I Ran Chrome OS Flex on the MacBook Pro (13-inch, Mid 2012)

Chrome OS Flex running on MacBook Pro (Mid 2012)
Image* Credit: Author (Bhavesh Rawat) | Designed on Previewed

When I read, Google has launched its Chrome OS for Macs & Windows PC, Chrome OS Flex. I was pretty excited to test it out as it’s based on the new Chrome OS v100 and its cloud-first, meaning, most of the computing is done in the back-end of the cloud server and your PCs resources are just being used to retrieve, and display that information, and that’s also how it goes easy on the PC too.

About Chrome OS page Screen Grab
Screen Grab

I installed it just after the day Google made Chrome OS Flex available in their Chrome Recovery Utility extension. The whole installation process was pretty simple, I’d say. You can follow this tutorial, if you feel like breathing life into your old PC.

Performance

So, the main motive of this OS (Operating System) is to make old hardware more usable, and capable. Gotta hand it to Google, it does pretty good job at that. Here I’ am, on my MacBook Pro (Mid-2012); playing 5 YouTube videos in 1080p (one in YouTube Web App); Spotify in background playing Lo-Fi tracks and surfing Reddit in background. Quite impressive, right?

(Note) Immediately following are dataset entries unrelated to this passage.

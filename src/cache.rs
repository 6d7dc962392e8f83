//! Optional warm-restart cache for built indexes.
//!
//! The on-disk format (postcard) is implementation-defined and carries no
//! compatibility promise. Freshness is keyed on file times alone: an index
//! file older than the corpus it was built from is stale, removed, and
//! rebuilt. Every failure path degrades to a fresh build.

use crate::search::InvertedIndex;
use std::path::Path;
use std::time::SystemTime;

/// Load a cached index if it is newer than the corpus file it serves.
pub async fn load(path: &Path, corpus_mtime: Option<SystemTime>) -> Option<InvertedIndex> {
    let index_mtime = tokio::fs::metadata(path).await.ok()?.modified().ok()?;
    let corpus_mtime = corpus_mtime?;

    if index_mtime.duration_since(corpus_mtime).is_err() {
        tracing::info!(
            file = %path.display(),
            "index cache older than corpus, rebuilding"
        );
        let _ = tokio::fs::remove_file(path).await;
        return None;
    }

    let path = path.to_path_buf();
    // Decoding is CPU-bound; keep it off the async workers.
    tokio::task::spawn_blocking(move || {
        let bytes = std::fs::read(&path).ok()?;
        match postcard::from_bytes(&bytes) {
            Ok(index) => {
                tracing::debug!(file = %path.display(), "loaded cached index");
                Some(index)
            }
            Err(e) => {
                tracing::warn!(
                    file = %path.display(),
                    error = %e,
                    "failed to decode cached index"
                );
                None
            }
        }
    })
    .await
    .ok()?
}

/// Write an index to the cache path.
///
/// Uses `create_new` so a concurrent writer cannot clobber a file another
/// process just produced; losing that race is fine, the content is the same.
pub async fn store(index: &InvertedIndex, path: &Path) {
    let path = path.to_path_buf();
    let index = index.clone();

    tokio::task::spawn_blocking(move || {
        let bytes = match postcard::to_stdvec(&index) {
            Ok(bytes) => bytes,
            Err(e) => {
                tracing::warn!(error = %e, "failed to encode index for caching");
                return;
            }
        };
        match std::fs::OpenOptions::new()
            .create_new(true)
            .write(true)
            .open(&path)
        {
            Ok(mut file) => {
                use std::io::Write;
                if let Err(e) = file.write_all(&bytes) {
                    tracing::warn!(file = %path.display(), error = %e, "failed to write index cache");
                    let _ = std::fs::remove_file(&path);
                } else {
                    tracing::debug!(file = %path.display(), "cached index");
                }
            }
            Err(e) if e.kind() != std::io::ErrorKind::AlreadyExists => {
                tracing::warn!(file = %path.display(), error = %e, "failed to create index cache");
            }
            _ => {
                tracing::debug!(file = %path.display(), "index cache already exists");
            }
        }
    })
    .await
    .expect("index cache task panicked");
}

#[cfg(test)]
mod tests {
    use super::*;
    use crate::corpus::Corpus;
    use crate::search::build_index;
    use assert2::check;
    use std::time::Duration;

    fn sample_index() -> InvertedIndex {
        let corpus = Corpus::from_json_slice(
            br#"[{"titles": ["Aggregates"],
                  "paragraphs": [{"type": "p", "text": "distinct counts"}],
                  "path": "/a.md"}]"#,
            Path::new("cache.json"),
        )
        .unwrap();
        build_index(&corpus)
    }

    #[tokio::test(flavor = "multi_thread")]
    async fn round_trips_through_disk() {
        let dir = tempfile::tempdir().unwrap();
        let path = dir.path().join("corpus.index");
        let index = sample_index();

        store(&index, &path).await;
        let corpus_mtime = Some(SystemTime::now() - Duration::from_secs(60));
        let loaded = load(&path, corpus_mtime).await.unwrap();

        check!(loaded.term_count() == index.term_count());
        check!(loaded.segment_count() == index.segment_count());
        check!(loaded.postings("distinct").len() == index.postings("distinct").len());
    }

    #[tokio::test(flavor = "multi_thread")]
    async fn stale_cache_is_removed() {
        let dir = tempfile::tempdir().unwrap();
        let path = dir.path().join("corpus.index");
        store(&sample_index(), &path).await;

        // corpus "modified" after the cache was written
        let corpus_mtime = Some(SystemTime::now() + Duration::from_secs(60));
        check!(load(&path, corpus_mtime).await.is_none());
        check!(!path.exists());
    }

    #[tokio::test(flavor = "multi_thread")]
    async fn missing_file_and_missing_mtime_miss_quietly() {
        let dir = tempfile::tempdir().unwrap();
        let path = dir.path().join("absent.index");
        check!(load(&path, Some(SystemTime::now())).await.is_none());

        store(&sample_index(), &path).await;
        check!(load(&path, None).await.is_none());
    }

    #[tokio::test(flavor = "multi_thread")]
    async fn corrupt_cache_degrades_to_rebuild() {
        let dir = tempfile::tempdir().unwrap();
        let path = dir.path().join("corpus.index");
        std::fs::write(&path, b"not a postcard payload").unwrap();

        let corpus_mtime = Some(SystemTime::now() - Duration::from_secs(60));
        check!(load(&path, corpus_mtime).await.is_none());
    }
}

Performance on Chrome OS Flex running on MacBook Pro
Image Credit: Lo-Fi generator screen grab

Now, what if I told you that this was the second window of Google Chrome? The first window was running this Medium Editor, Google News, XDA Developers. And, from how I used to handle this MacBook, it’d have crumbled the moment I’d have hit the 4th new tab.

I never saw Google Chrome launch this fast, ever! Other Google web apps, although being based on the web, that came installed with Chrome OS Flex, also launch pretty quickly. The animations, while opening and minimizing a web app, are also pretty subtle.

Installed Apps on Chrome OS Flex

Experience

I’d consider talking about usability, reliability (it’s still in the beta, “unstable” phase), and accessibility in this section.

Usability

I’d like to say this right off the bat, “I won’t mind making it my daily driver”. It is indeed giving me a better experience than macOS in terms of performance. It is fast, customisable, and it supports Linux environments too. I’d consider myself a heavy user; tons of tabs lying around, multitasking, learning and practicing advanced CSS, and spends most of its time on the web, learning and curating stuff. So, yeah, the workflow isn’t getting affected in any way.

Now, the reason I emphasized on ‘my’ earlier is solely because of the application stack I use in my daily workflow, which mostly includes apps from Google. My go-to browsers are Brave browser and Google Chrome, and Gmail for replying and checking up on emails. YouTube for content consumption, to keep a note of something; Google Keep comes to the rescue. Google Docs for documentation, and Drive for cloud storage.
Spotify and BitWarden for streaming music and managing confidential stuff, respectively, and both are available as a web app.

Now, you may use a whole a whole different stack that might not have web app support. So, that’s where things get complicated because you wouldn’t close all your work tabs and boot back to your OS just for that application, right? But the absence of that app might affect your workflow.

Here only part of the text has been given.